Ever wonder about the quality of water coming out of a drinking water fountain? Perhaps you should since a good number of drinking water fountains in public places still may contain older plumbing that contains pipes joined together with lead-based solders.
Below you will find excerpts from an article published last week about high levels of lead found in public fountains and sinks:
Even as universities across the country are banning bottled water, alarms are going off about the safety of the water coming out of drinking fountains at some Canadian campuses.
The student newspaper at St. Thomas University is reporting that eight drinking fountains at the small university are being shut down because of high levels of lead detected in the fountains.
According to the report, STU only looked into their fountains after recent tests at the University of New Brunswick showed unacceptable levels of lead in 18 per cent of fountains and sinks — along with others that were very close to the limits set out by Health Canada.

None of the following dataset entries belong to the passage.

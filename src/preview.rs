//! Preview pane visibility state machine.
//!
//! Visibility follows content classification automatically until the
//! user toggles the preview pane by hand. A manual hide disarms the
//! automatic behavior; a manual show (or any file load) re-arms it.

use std::path::Path;

use crate::classify::{self, Classification};

/// A toggleable pane in the main window.
#[derive(Debug, Clone, Copy, PartialEq, Eq)]
pub enum Pane {
    Editor,
    Preview,
}

/// Visibility state for the editor/preview pair.
#[derive(Debug, Clone, Copy, PartialEq, Eq)]
pub struct PreviewState {
    pub editor_visible: bool,
    pub preview_visible: bool,
    auto_show: bool,
}

impl Default for PreviewState {
    fn default() -> Self {
        Self {
            editor_visible: true,
            preview_visible: true,
            auto_show: true,
        }
    }
}

impl PreviewState {
    pub fn new() -> Self {
        Self::default()
    }

    /// Whether classification-driven visibility changes are armed.
    pub const fn auto_show(&self) -> bool {
        self.auto_show
    }

    /// React to an edit or reload of the current document.
    ///
    /// Only adjusts the preview pane, and only while auto-show is armed.
    pub const fn on_content_changed(&mut self, classification: Classification) {
        if self.auto_show {
            self.preview_visible = !matches!(classification, Classification::Plain);
        }
    }

    /// React to a file load.
    ///
    /// Previewable files (md/markdown/html/htm) force a preview-only
    /// layout and re-arm auto-show, overriding any earlier manual hide.
    /// Everything else forces the editor back on and leaves the preview
    /// flag for the follow-up content-changed transition to settle.
    pub fn on_load_file(&mut self, path: Option<&Path>) {
        match path {
            Some(path) if classify::is_previewable(path) => {
                self.editor_visible = false;
                self.preview_visible = true;
                self.auto_show = true;
            }
            _ => self.editor_visible = true,
        }
    }

    /// React to an explicit user toggle of a pane.
    ///
    /// For the preview pane, auto-show tracks the new visibility: hiding
    /// disarms automatic changes, showing re-arms them. The editor pane
    /// intentionally carries no such coupling.
    pub const fn on_user_toggle(&mut self, pane: Pane) {
        match pane {
            Pane::Editor => self.editor_visible = !self.editor_visible,
            Pane::Preview => {
                self.preview_visible = !self.preview_visible;
                self.auto_show = self.preview_visible;
            }
        }
    }
}

#[cfg(test)]
mod tests {
    use super::*;
    use std::path::Path;

    #[test]
    fn test_initial_state_shows_both_panes() {
        let state = PreviewState::new();
        assert!(state.editor_visible);
        assert!(state.preview_visible);
        assert!(state.auto_show());
    }

    #[test]
    fn test_content_changed_follows_classification_while_armed() {
        let mut state = PreviewState::new();
        state.on_content_changed(Classification::Plain);
        assert!(!state.preview_visible);
        state.on_content_changed(Classification::Markdown);
        assert!(state.preview_visible);
        state.on_content_changed(Classification::Html);
        assert!(state.preview_visible);
    }

    #[test]
    fn test_manual_hide_disarms_automatic_show() {
        let mut state = PreviewState::new();
        state.on_user_toggle(Pane::Preview);
        assert!(!state.preview_visible);
        assert!(!state.auto_show());

        // Markdown content would normally show the preview; the manual
        // hide must suppress that until the next load or manual show.
        state.on_content_changed(Classification::Markdown);
        assert!(!state.preview_visible);
    }

    #[test]
    fn test_manual_show_rearms_automatic_behavior() {
        let mut state = PreviewState::new();
        state.on_user_toggle(Pane::Preview);
        state.on_user_toggle(Pane::Preview);
        assert!(state.preview_visible);
        assert!(state.auto_show());

        state.on_content_changed(Classification::Plain);
        assert!(!state.preview_visible);
    }

    #[test]
    fn test_editor_toggle_does_not_touch_auto_show() {
        let mut state = PreviewState::new();
        state.on_user_toggle(Pane::Editor);
        assert!(!state.editor_visible);
        assert!(state.auto_show());

        state.on_user_toggle(Pane::Editor);
        assert!(state.editor_visible);
        assert!(state.auto_show());
    }

    #[test]
    fn test_load_previewable_forces_preview_only_layout() {
        let mut state = PreviewState::new();
        state.on_load_file(Some(Path::new("notes.md")));
        assert!(!state.editor_visible);
        assert!(state.preview_visible);
        assert!(state.auto_show());
    }

    #[test]
    fn test_load_overrides_prior_manual_hide() {
        let mut state = PreviewState::new();
        state.on_user_toggle(Pane::Preview);
        assert!(!state.auto_show());

        state.on_load_file(Some(Path::new("other.markdown")));
        assert!(state.preview_visible);
        assert!(state.auto_show());
    }

    #[test]
    fn test_load_non_previewable_forces_editor_on() {
        let mut state = PreviewState::new();
        state.on_user_toggle(Pane::Editor);
        assert!(!state.editor_visible);

        state.on_load_file(Some(Path::new("data.json")));
        assert!(state.editor_visible);
        // Preview flag is settled by the follow-up content-changed.
        state.on_content_changed(Classification::Plain);
        assert!(!state.preview_visible);
    }

    #[test]
    fn test_load_without_path_forces_editor_on() {
        let mut state = PreviewState::new();
        state.on_user_toggle(Pane::Editor);
        state.on_load_file(None);
        assert!(state.editor_visible);
    }
}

Concerns over water quality at school drinking fountains are not new. A US investigation in 2009 turned up lead-contaminated drinking water at schools in every American state. Some of the lead came from the school’s own well or local water supplies, while lead-soldered pipes were identified as culprits in other cases. In Canada, one study found that 27 per cent of “first draw” samples taken in Ontario schools had high levels of lead, and 9 per cent still had high levels even after the system was flushed. source
We included that last paragraph so that no one would say, “Oh, well see? It’s just a Canadian problem. We’re safe here in the United States…” And yes, we get emails from people all the time saying silly stuff like that.
Why has lead in drinking fountains gone unnoticed for so long?
Honestly, we do no know. We’d guess that many people just assumed removal of older, lead-baring piping inside and hooked up to drinking water fountains would take place when all of the other piping in buildings got replaced, and as you can see they must have guessed incorrectly.
“Recently, the Albany City School District voluntarily decided to test the water in all of their school buildings. In at least six school buildings, 32 faucets came back with high, unsafe levels of lead in the water. While one would think this problem would only affect older buildings, some of the affected faucets were in buildings that had been renovated.” source
How do we test for lead in drinking fountains?
While qualified laboratories use sophisticated testing equipment that may cost thousands of dollars, the average person (like you and me) can acquire simple, easy-to-use and highly affordable lead in water test kits.
One kit in particular, the Watersafe Drinking Fountain Detective Kit (WS-207T), includes supplies for testing (12) twelve water samples, comes with a data tracking sheet to record results, provides results in just ten minutes, requires no special training or testing skills, and contains an interactive CD designed to help create a presentation template for the testing data.
What about other metals? Can we test for those, as well?
Absolutely! While more complicated test kits do exist, the average person (like you and me) can use simple, dip-n-read test strips for metals in water such as the SenSafe Water Metals Test Kit to perform on-the-spot testing. Products like this detect heavy metals such as lead, copper, iron, chromium, nickel, cadmium, etc. and alert users to the presence of metals — down to levels as low as 10 parts per billion!
Note: Although Sensafe Water Metals Check does have the ability to detect really low amounts of metals in water, it does not have the ability to tell user which metal or metals it has detected.